Work item: In the records below, find the line that contains "pub mod context;", then write out that line and each one after it exactly, up to and including the last.

Collected data entries:
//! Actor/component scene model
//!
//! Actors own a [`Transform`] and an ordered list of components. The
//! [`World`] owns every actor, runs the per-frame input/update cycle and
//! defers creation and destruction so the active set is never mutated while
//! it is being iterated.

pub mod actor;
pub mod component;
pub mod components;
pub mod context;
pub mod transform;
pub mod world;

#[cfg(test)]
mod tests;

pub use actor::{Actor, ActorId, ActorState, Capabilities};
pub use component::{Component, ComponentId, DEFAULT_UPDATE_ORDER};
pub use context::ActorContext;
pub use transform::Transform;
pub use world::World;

Output for this task:
pub mod context;
pub mod transform;
pub mod world;

#[cfg(test)]
mod tests;

pub use actor::{Actor, ActorId, ActorState, Capabilities};
pub use component::{Component, ComponentId, DEFAULT_UPDATE_ORDER};
pub use context::ActorContext;
pub use transform::Transform;
pub use world::World;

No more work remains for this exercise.